Instructions to follow | In the listing below, the lines starting with the line with "let json = serde_json::to_vec(value)?;" and going on through the line with "tool itself only" are to be reproduced exactly, and only those.

Extracted records |
-.-.-
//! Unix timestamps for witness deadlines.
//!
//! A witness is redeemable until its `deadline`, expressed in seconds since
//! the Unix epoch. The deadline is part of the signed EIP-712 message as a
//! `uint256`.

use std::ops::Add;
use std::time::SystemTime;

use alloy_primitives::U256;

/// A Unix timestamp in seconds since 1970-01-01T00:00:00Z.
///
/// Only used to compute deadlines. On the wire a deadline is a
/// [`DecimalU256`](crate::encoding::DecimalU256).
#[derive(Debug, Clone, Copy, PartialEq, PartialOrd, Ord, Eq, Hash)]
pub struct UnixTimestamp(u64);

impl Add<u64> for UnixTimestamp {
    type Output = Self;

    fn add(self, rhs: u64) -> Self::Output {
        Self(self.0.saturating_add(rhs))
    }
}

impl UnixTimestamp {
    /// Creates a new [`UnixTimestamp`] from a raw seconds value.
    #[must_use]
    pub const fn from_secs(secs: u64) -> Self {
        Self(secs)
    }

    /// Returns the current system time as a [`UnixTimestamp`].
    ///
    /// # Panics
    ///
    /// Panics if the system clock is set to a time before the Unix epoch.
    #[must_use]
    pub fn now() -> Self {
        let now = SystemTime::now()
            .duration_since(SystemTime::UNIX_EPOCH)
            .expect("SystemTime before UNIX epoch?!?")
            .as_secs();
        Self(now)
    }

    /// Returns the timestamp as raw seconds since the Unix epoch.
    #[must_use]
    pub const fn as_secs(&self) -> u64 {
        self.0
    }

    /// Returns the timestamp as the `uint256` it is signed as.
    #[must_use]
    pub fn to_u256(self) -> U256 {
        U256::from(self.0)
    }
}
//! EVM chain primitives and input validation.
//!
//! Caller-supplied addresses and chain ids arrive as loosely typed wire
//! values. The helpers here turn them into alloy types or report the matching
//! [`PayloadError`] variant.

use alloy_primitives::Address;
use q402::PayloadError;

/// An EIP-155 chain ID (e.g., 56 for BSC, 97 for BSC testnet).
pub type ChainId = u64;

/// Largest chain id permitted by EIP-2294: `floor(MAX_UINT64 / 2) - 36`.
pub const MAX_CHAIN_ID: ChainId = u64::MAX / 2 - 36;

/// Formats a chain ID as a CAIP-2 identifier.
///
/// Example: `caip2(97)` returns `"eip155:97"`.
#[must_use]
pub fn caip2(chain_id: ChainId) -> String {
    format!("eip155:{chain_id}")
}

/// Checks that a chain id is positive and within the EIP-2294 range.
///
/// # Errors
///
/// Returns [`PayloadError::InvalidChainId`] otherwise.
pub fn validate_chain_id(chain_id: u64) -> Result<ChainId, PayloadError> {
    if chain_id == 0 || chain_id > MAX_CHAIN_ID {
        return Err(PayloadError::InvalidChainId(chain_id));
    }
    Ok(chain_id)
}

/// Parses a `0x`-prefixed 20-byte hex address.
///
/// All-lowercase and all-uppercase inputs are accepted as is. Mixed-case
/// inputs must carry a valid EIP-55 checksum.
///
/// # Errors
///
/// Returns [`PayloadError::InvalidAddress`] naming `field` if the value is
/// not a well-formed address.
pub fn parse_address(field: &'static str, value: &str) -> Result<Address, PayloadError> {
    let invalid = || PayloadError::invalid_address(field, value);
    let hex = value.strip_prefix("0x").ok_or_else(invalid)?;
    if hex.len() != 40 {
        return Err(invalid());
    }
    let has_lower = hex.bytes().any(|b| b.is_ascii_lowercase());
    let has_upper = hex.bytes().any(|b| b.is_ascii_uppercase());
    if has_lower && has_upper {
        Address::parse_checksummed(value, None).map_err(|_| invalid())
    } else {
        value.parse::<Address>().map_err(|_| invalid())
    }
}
-.-.-
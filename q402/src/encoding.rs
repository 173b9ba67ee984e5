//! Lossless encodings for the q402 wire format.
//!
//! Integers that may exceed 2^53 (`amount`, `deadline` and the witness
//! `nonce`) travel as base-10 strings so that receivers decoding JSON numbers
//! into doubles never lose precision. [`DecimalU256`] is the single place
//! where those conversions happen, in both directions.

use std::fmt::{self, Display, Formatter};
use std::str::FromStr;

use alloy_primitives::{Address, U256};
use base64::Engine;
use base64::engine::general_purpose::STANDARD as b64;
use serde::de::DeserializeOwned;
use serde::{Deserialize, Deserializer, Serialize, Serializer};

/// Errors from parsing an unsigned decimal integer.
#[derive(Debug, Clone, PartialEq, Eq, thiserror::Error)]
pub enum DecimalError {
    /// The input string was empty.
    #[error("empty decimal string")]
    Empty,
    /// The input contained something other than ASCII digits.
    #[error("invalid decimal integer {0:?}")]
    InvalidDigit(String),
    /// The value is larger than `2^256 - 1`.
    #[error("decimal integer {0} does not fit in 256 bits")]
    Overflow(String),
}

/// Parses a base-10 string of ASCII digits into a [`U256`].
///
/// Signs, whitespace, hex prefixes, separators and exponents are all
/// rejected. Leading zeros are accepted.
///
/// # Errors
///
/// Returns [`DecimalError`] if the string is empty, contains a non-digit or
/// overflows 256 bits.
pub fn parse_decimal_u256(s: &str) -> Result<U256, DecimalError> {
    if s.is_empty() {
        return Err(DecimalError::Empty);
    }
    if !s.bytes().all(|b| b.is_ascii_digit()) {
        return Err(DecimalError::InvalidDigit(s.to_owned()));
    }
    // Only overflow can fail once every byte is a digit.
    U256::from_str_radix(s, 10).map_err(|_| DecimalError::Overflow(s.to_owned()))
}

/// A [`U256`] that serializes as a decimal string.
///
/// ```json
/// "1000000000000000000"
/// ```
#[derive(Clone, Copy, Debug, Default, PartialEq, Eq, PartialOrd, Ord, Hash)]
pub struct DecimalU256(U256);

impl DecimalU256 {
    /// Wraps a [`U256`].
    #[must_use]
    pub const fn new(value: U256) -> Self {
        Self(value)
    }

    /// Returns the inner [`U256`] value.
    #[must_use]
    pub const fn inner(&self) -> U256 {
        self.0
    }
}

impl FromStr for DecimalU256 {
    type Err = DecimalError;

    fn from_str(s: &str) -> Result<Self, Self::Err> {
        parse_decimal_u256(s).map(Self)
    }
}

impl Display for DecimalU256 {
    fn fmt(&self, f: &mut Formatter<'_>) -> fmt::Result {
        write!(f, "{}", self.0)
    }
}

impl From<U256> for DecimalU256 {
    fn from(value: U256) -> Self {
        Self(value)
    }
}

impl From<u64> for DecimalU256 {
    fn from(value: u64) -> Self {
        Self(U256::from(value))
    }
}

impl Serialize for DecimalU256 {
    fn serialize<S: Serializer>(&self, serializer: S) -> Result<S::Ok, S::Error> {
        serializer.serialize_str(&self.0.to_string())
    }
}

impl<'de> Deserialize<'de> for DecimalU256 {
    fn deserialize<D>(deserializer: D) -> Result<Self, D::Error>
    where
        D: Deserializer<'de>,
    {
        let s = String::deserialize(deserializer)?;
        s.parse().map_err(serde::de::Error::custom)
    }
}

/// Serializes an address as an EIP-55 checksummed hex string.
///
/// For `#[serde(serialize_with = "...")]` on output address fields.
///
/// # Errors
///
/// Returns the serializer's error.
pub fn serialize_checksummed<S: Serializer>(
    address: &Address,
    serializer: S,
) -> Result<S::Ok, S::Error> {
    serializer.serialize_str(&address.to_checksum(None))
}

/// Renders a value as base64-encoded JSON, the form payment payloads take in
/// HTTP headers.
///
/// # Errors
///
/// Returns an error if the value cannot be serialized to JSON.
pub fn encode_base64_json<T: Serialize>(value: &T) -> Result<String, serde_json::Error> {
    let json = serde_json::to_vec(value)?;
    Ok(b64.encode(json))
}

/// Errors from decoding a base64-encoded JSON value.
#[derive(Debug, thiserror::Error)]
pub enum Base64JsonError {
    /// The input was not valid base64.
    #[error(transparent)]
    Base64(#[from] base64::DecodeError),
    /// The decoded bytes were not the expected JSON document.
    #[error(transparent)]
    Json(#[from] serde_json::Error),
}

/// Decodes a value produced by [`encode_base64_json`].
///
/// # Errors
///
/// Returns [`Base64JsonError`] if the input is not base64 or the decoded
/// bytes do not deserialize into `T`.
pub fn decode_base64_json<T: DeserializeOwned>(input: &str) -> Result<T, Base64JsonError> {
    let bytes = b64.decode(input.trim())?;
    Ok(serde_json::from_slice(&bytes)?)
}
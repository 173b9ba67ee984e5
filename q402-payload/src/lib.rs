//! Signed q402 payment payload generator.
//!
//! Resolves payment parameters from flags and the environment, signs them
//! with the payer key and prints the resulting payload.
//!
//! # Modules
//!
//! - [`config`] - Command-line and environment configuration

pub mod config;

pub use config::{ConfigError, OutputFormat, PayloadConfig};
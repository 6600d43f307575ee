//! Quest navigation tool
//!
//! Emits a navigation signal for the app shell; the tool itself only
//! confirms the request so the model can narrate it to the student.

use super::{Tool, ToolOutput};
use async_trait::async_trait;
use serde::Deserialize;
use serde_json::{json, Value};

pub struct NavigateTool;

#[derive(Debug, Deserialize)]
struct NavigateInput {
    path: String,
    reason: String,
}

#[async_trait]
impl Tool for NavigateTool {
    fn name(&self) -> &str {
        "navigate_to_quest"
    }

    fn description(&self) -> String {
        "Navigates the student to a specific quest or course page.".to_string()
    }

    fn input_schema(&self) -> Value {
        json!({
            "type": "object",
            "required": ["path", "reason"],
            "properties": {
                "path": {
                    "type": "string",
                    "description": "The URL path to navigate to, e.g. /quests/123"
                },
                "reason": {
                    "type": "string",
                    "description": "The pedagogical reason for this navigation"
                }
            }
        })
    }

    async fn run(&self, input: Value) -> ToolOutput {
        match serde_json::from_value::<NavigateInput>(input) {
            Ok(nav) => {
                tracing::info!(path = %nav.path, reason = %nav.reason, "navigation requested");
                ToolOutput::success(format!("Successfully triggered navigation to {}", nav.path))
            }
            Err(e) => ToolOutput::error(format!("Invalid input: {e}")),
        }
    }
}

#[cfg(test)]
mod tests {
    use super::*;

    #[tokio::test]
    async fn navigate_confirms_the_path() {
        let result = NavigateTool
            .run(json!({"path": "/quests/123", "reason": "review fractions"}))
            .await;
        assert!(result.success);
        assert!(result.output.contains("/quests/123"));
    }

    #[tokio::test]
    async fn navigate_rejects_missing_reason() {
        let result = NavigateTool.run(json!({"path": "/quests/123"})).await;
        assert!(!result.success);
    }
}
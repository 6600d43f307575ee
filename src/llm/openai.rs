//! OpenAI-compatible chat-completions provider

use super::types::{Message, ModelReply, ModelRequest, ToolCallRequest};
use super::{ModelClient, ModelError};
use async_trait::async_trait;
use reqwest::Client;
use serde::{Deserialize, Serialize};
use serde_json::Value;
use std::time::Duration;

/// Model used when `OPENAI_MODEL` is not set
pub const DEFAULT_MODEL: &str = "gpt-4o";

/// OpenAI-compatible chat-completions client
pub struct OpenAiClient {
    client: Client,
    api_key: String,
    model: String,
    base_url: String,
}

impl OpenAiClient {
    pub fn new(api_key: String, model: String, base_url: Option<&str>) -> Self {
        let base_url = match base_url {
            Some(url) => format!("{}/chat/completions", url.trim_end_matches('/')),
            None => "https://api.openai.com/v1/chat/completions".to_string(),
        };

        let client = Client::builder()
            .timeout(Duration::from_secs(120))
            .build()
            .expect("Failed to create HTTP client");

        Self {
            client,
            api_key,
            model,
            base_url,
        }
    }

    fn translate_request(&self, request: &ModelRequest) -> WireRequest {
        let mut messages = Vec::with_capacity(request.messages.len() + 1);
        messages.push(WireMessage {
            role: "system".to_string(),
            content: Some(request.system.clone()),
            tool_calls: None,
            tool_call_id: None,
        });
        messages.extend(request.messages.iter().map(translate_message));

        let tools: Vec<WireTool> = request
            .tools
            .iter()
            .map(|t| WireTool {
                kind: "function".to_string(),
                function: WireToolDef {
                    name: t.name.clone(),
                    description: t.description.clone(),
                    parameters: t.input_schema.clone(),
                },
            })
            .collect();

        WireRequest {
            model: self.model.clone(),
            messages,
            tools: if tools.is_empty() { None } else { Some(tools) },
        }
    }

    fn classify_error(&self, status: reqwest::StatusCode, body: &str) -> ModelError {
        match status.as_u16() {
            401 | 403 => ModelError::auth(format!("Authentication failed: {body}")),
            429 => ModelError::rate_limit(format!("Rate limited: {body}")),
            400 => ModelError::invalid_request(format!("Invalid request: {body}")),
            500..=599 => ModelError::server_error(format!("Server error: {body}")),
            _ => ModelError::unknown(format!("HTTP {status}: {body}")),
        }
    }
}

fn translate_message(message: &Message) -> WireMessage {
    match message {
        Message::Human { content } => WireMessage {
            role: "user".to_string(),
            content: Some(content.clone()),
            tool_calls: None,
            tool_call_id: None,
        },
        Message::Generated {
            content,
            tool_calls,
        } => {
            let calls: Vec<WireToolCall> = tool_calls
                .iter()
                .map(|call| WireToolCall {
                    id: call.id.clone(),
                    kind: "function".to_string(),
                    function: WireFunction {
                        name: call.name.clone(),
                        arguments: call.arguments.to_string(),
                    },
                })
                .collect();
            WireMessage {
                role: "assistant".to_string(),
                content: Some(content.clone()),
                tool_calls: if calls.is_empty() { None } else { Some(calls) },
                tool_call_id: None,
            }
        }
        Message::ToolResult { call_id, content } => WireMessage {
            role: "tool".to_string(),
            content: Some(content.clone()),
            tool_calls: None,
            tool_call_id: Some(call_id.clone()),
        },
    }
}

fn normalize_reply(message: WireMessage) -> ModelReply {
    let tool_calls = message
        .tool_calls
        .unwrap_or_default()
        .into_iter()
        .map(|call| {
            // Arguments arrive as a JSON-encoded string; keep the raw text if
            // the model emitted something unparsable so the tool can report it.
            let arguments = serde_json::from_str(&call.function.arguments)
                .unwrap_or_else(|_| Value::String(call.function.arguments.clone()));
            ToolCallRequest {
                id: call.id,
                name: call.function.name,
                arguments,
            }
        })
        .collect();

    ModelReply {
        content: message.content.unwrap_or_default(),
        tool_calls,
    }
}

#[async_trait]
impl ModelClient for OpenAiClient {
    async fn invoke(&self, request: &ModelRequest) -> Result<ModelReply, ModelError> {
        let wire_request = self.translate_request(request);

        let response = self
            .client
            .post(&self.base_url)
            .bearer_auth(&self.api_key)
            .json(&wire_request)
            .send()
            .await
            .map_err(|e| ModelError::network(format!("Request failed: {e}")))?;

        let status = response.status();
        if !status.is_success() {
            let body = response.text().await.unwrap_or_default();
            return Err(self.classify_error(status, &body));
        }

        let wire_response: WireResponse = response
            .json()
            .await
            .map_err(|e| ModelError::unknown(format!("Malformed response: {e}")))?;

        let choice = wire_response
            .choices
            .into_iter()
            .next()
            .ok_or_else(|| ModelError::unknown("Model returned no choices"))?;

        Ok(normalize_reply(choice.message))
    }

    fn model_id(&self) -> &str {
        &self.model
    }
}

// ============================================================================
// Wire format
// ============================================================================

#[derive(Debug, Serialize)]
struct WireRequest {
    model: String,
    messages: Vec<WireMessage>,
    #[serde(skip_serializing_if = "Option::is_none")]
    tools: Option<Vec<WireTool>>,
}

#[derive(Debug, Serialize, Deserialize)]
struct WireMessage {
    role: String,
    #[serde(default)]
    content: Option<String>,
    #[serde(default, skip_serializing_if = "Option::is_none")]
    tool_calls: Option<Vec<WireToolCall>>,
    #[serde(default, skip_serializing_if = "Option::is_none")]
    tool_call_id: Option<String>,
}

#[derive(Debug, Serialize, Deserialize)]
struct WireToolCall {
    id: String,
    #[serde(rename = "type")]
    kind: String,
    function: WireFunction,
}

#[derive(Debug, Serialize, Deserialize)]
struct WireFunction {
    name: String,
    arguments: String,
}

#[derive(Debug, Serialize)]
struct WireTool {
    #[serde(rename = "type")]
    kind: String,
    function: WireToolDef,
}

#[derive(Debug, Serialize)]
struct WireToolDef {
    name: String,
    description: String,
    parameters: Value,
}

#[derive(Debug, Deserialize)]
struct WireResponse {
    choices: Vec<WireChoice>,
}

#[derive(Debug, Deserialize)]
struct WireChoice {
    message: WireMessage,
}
-.-.-
Task response |
    let json = serde_json::to_vec(value)?;
    Ok(b64.encode(json))
}

/// Errors from decoding a base64-encoded JSON value.
#[derive(Debug, thiserror::Error)]
pub enum Base64JsonError {
    /// The input was not valid base64.
    #[error(transparent)]
    Base64(#[from] base64::DecodeError),
    /// The decoded bytes were not the expected JSON document.
    #[error(transparent)]
    Json(#[from] serde_json::Error),
}

/// Decodes a value produced by [`encode_base64_json`].
///
/// # Errors
///
/// Returns [`Base64JsonError`] if the input is not base64 or the decoded
/// bytes do not deserialize into `T`.
pub fn decode_base64_json<T: DeserializeOwned>(input: &str) -> Result<T, Base64JsonError> {
    let bytes = b64.decode(input.trim())?;
    Ok(serde_json::from_slice(&bytes)?)
}
repository 173b9ba67ee984e5
filename q402-payload/src/lib.rs
//! Signed q402 payment payload generator.
//!
//! Resolves payment parameters from flags and the environment, signs them
//! with the payer key and prints the resulting payload.
//!
//! # Modules
//!
//! - [`config`] - Command-line and environment configuration

pub mod config;

pub use config::{ConfigError, OutputFormat, PayloadConfig};
repository 6600d43f307575ee
//! Quest navigation tool
//!
//! Emits a navigation signal for the app shell; the tool itself only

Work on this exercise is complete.